US LNG exports will face stiff competition in medium term

May 2, 2011
Oversupplied North American natural gas markets might see construction of liquefaction that would allow LNG export potentially in 2015.

Last year, Cheniere Energy announced the first concrete plans to export US gas as LNG from the Lower 48 from its Sabine Pass LNG terminal in Cameron Parrish, La. Cheniere applied to the US Federal Energy Regulatory Commission for permission to build up to four liquefaction trains with combined capacity of 14 million tonnes/year. Photograph from Cheniere Energy Partners.

Updated from a Barclays Capital commodities research publication Mar. 22, 2011.

James Crandell
Biliana Pehlivanova
Barclays Capital
New York

Michael Zenker
Barclays Capital
San Francisco

Oversupplied North American natural gas markets might see construction of liquefaction that would allow LNG export potentially in 2015. There is a question, however, of whether the world needs another source of LNG supplies.

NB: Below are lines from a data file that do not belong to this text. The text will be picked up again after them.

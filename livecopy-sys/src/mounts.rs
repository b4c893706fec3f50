// SPDX-License-Identifier: GPL-3.0-only

use std::fs;
use std::path::{Path, PathBuf};

use livecopy_contracts::ToolError;
use livecopy_types::MountEntry;

const MOUNTINFO: &str = "/proc/self/mountinfo";

/// Mount points live-boot uses for the medium the running system booted from.
const BOOT_MEDIUM_MOUNT_POINTS: &[&str] = &["/run/live/medium", "/lib/live/mount/medium"];

pub fn read_mounts() -> Result<Vec<MountEntry>, ToolError> {
    let mount_info = fs::read_to_string(MOUNTINFO)
        .map_err(|error| ToolError::io(format!("reading {MOUNTINFO}"), error))?;
    parse_mountinfo(&mount_info)
}

pub fn parse_mountinfo(input: &str) -> Result<Vec<MountEntry>, ToolError> {
    let mut entries = Vec::new();

    for line in input.lines().filter(|line| !line.trim().is_empty()) {
        let invalid = || ToolError::other(format!("invalid mountinfo line: {line}"));

        let (left, right) = line.split_once(" - ").ok_or_else(invalid)?;

        let mount_point = left.split_whitespace().nth(4).ok_or_else(invalid)?;

        let mut right_fields = right.split_whitespace();
        let fs_type = right_fields.next().ok_or_else(invalid)?;
        let source = right_fields.next().ok_or_else(invalid)?;

        entries.push(MountEntry {
            source: unescape_mount_field(source),
            mount_point: PathBuf::from(unescape_mount_field(mount_point)),
            fs_type: fs_type.to_string(),
        });
    }

    Ok(entries)
}

/// Mounts backed by partitions of `device_name`, innermost mount points first
/// so they can be unmounted in order.
pub fn device_mounts(entries: &[MountEntry], device_name: &str) -> Vec<MountEntry> {
    let mut mounts: Vec<MountEntry> = entries
        .iter()
        .filter(|entry| entry.belongs_to_device(device_name))
        .cloned()
        .collect();
    mounts.sort_by(|a, b| {
        b.mount_point
            .components()
            .count()
            .cmp(&a.mount_point.components().count())
    });
    mounts
}

pub fn is_boot_medium(entry: &MountEntry) -> bool {
    BOOT_MEDIUM_MOUNT_POINTS
        .iter()
        .any(|medium| entry.mount_point == Path::new(medium))
}

/// Whether the running live system booted from `device_name`.
pub fn is_boot_device(entries: &[MountEntry], device_name: &str) -> bool {
    entries
        .iter()
        .any(|entry| is_boot_medium(entry) && entry.belongs_to_device(device_name))
}

fn unescape_mount_field(value: &str) -> String {
    let mut output = String::with_capacity(value.len());
    let bytes = value.as_bytes();
    let mut index = 0;

    while index < bytes.len() {
        if bytes[index] == b'\\'
            && index + 3 < bytes.len()
            && bytes[index + 1].is_ascii_digit()
            && bytes[index + 2].is_ascii_digit()
            && bytes[index + 3].is_ascii_digit()
        {
            let octal = &value[index + 1..index + 4];
            if let Ok(num) = u8::from_str_radix(octal, 8) {
                output.push(num as char);
                index += 4;
                continue;
            }
        }

        output.push(bytes[index] as char);
        index += 1;
    }

    output
}
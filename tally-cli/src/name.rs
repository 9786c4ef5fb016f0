//! Derive a person name from an expense-file filename.
//!
//! Upload pipelines prepend timestamps and users name files however they
//! like ("20251021_122023_JanetS_Expenses.xlsx"), so this is a heuristic
//! cleanup chain, not a parse.

use anyhow::Result;
use regex::Regex;

/// Reduce a filename to the person name embedded in it.
pub fn derive_name_from_filename(filename: &str) -> Result<String> {
    // Timestamp prefix from the upload layer, e.g. "20251021_122023_".
    let name = Regex::new(r"^\d{8}_\d{6}_")?.replace(filename, "");
    let name = Regex::new(r"(?i)\.(xlsx|xls|csv)$")?.replace(&name, "");
    // camelCase boundary: "JanetS" -> "Janet S".
    let name = Regex::new(r"([a-z])([A-Z])")?.replace_all(&name, "$1 $2");
    let name = name.replace(['_', '-'], " ");
    let name = Regex::new(r"(?i)\s*\b(Expenses|Report)\b\s*")?.replace_all(&name, " ");
    let name = Regex::new(r"[^a-zA-Z0-9\s]")?.replace_all(&name, "");
    Ok(name.split_whitespace().collect::<Vec<_>>().join(" "))
}
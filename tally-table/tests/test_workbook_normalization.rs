use chrono::NaiveDate;
use std::fs;
use std::io::Write;
use tally_core::{StatementPeriod, StatementTransaction, reconcile};
use tally_table::{CsvWorkbook, records_in_period};

fn march_period() -> StatementPeriod {
    StatementPeriod::ending_on(NaiveDate::from_ymd_opt(2024, 3, 15).unwrap())
}

fn write_csv(path: &std::path::Path, contents: &str) {
    let mut f = fs::File::create(path).unwrap();
    write!(f, "{contents}").unwrap();
}

#[test]
fn test_multi_sheet_workbook_with_one_unusable_sheet() {
    let dir = tempfile::tempdir().unwrap();
    write_csv(
        &dir.path().join("meals.csv"),
        "Transaction Date,Vendor,Amount\n\
         03/01/24,coffee,$4.50\n\
         03/02/24,lunch,12.00\n\
         01/05/24,too early,99.00\n",
    );
    write_csv(
        &dir.path().join("travel.csv"),
        "Date,Total Charge\n\
         03/05/24,\"$1,204.30\"\n\
         bad date,50.00\n",
    );
    // No date or amount headers: contributes nothing.
    write_csv(&dir.path().join("notes.csv"), "Who,Why\njan,conference\n");

    let workbook = CsvWorkbook::open(dir.path());
    let records = records_in_period(&workbook, &march_period());

    let amounts: Vec<f64> = records.iter().map(|r| r.amount).collect();
    assert_eq!(amounts, vec![4.50, 12.00, 1204.30]);
    assert!(records.iter().all(|r| r.date.ends_with("/24")));
}

#[test]
fn test_unreadable_workbook_degrades_to_empty() {
    let workbook = CsvWorkbook::open("/nonexistent/expenses");
    assert!(records_in_period(&workbook, &march_period()).is_empty());
}

#[test]
fn test_workbook_feeds_reconciliation() {
    let dir = tempfile::tempdir().unwrap();
    let path = dir.path().join("expenses.csv");
    write_csv(
        &path,
        "Date,Amount\n\
         03/01/24,4.50\n\
         03/05/24,1204.30\n",
    );

    let statement = vec![
        StatementTransaction {
            date: "03/01/24".to_string(),
            merchant: "COFFEE HOUSE".to_string(),
            amount: 4.50,
        },
        StatementTransaction {
            date: "03/02/24".to_string(),
            merchant: "GROCERY MART".to_string(),
            amount: 52.10,
        },
    ];

    let workbook = CsvWorkbook::open(&path);
    let records = records_in_period(&workbook, &march_period());
    let report = reconcile("JANET SMITH", march_period(), &statement, &records);

    assert_eq!(report.table_count, 2);
    assert_eq!(report.matched, 1);
    assert_eq!(report.missing.len(), 1);
    assert_eq!(report.missing[0].merchant, "GROCERY MART");
}
//! Currency display formatting for report totals.

/// Format an amount with thousands separators and two decimals: `1,234,567.89`.
pub fn format_money(amount: f64) -> String {
    let rounded = format!("{:.2}", amount.abs());
    let (int_part, frac_part) = rounded.split_once('.').unwrap_or((rounded.as_str(), "00"));

    let mut grouped = String::with_capacity(int_part.len() + int_part.len() / 3);
    for (i, c) in int_part.chars().enumerate() {
        if i > 0 && (int_part.len() - i) % 3 == 0 {
            grouped.push(',');
        }
        grouped.push(c);
    }

    if amount < 0.0 {
        format!("-{grouped}.{frac_part}")
    } else {
        format!("{grouped}.{frac_part}")
    }
}
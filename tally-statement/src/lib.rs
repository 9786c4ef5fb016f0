//! tally-statement: statement-text analysis — period anchor, cardholder
//! sections, fuzzy name resolution, and transaction extraction.

pub mod extract;
pub mod lexer;
pub mod period;
pub mod sections;

pub use extract::extract_transactions;
pub use lexer::{Lexeme, Lexer, TokenKind};
pub use period::statement_period;
pub use sections::{locate_sections, resolve_name};
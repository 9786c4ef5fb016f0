//! Greedy first-fit matching between statement transactions and workbook rows.
//!
//! Matching is deliberately order-dependent: each statement transaction, in
//! document order, consumes the earliest remaining workbook amount inside the
//! tolerance band. When several pool amounts sit within tolerance of one
//! transaction this can produce a different pairing than an optimal
//! assignment would, and that is the pinned, observable behavior.

use crate::model::{ReconcileReport, StatementPeriod, StatementTransaction, TableRecord};

/// Two amounts within ±0.50 of each other are considered equivalent.
pub const AMOUNT_TOLERANCE: f64 = 0.50;

/// Match statement transactions against workbook records and total up the run.
///
/// Each workbook amount is usable at most once. Unmatched statement
/// transactions land in `missing`, preserving document order.
pub fn reconcile(
    cardholder: &str,
    period: StatementPeriod,
    statement: &[StatementTransaction],
    table: &[TableRecord],
) -> ReconcileReport {
    let mut available: Vec<f64> = table.iter().map(|r| r.amount).collect();
    let mut missing = Vec::new();
    let mut matched = 0;

    for txn in statement {
        let hit = available
            .iter()
            .position(|&a| a - AMOUNT_TOLERANCE <= txn.amount && txn.amount <= a + AMOUNT_TOLERANCE);
        match hit {
            Some(idx) => {
                available.remove(idx);
                matched += 1;
            }
            None => missing.push(txn.clone()),
        }
    }

    let statement_total = statement.iter().map(|t| t.amount).sum();
    let table_total = table.iter().map(|r| r.amount).sum();
    let missing_total = missing.iter().map(|t: &StatementTransaction| t.amount).sum();

    ReconcileReport {
        cardholder: cardholder.to_string(),
        period,
        statement_count: statement.len(),
        table_count: table.len(),
        matched,
        missing,
        statement_total,
        table_total,
        missing_total,
    }
}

Global regasification additions will far outpace liquefaction capacity growth 2012-13, suggesting that global LNG markets could tighten if demand materializes behind those terminals. The picture changes 2014-15, however, when liquefaction and regasification growth balance.

This suggests that proposals for North American liquefaction would likely face strong competition, particularly from Australia, and highlights the importance of relative costs of supply.

The earthquake and tsunami that struck Japan in March severely crippled the country's power system, especially its nuclear plants. This is likely to tighten LNG markets globally near term. But with the safety of nuclear power now in question, media have speculated that a broader move away from nuclear generation would support LNG markets for years to come. Some analysts are going so far as to suggest that the nuclear crisis has prompted strength in the back end of the forward Henry Hub natural gas price curve.

It is too early to judge Japan's long-term response to its current challenges, and therefore demand for natural gas, in our view. The prospect for LNG exports out of the US, however, would certainly look more attractive in a tighter longer term LNG market. And as other countries review options for new power supply, natural gas may appear more favorable than it did weeks ago, given the heightened concerns over the safety of nuclear generation.

Increased LNG demand from Japan aside, the indisputable success of shale gas development and the resulting extended period of oversupply in North American natural gas markets has prompted companies that not long ago wanted to import LNG into North America now to consider exporting. North American natural gas prices are among the lowest in the world, both in the cash markets and far out the forward curve.

But does the world need another source of LNG supplies, particularly after the record wave of liquefaction additions in the past 2 years? And can North American exports compete successfully on a cost/price basis against alternative LNG supplies?

Spot trade

Over the past few years, global LNG markets have been transformed. Since 2009, a record number of liquefaction facilities came on line, flooding the market with LNG just as demand dropped under a global economic slowdown. Many of the new liquefaction plants had targeted US destinations but were not bound by traditional long-term take-or-pay contracts to ship to the US.

With the US markets now shunning LNG and given the destination flexibility of the new volumes, global LNG markets embraced a growing spot trade and moved the new supply to markets more in need of gas.

The ability of the world to produce LNG has now outstripped demand for 2 consecutive years. While terminal capacity to import gas has expanded along with growing liquefaction capacity, the demand behind those regas terminals has not kept pace with supply.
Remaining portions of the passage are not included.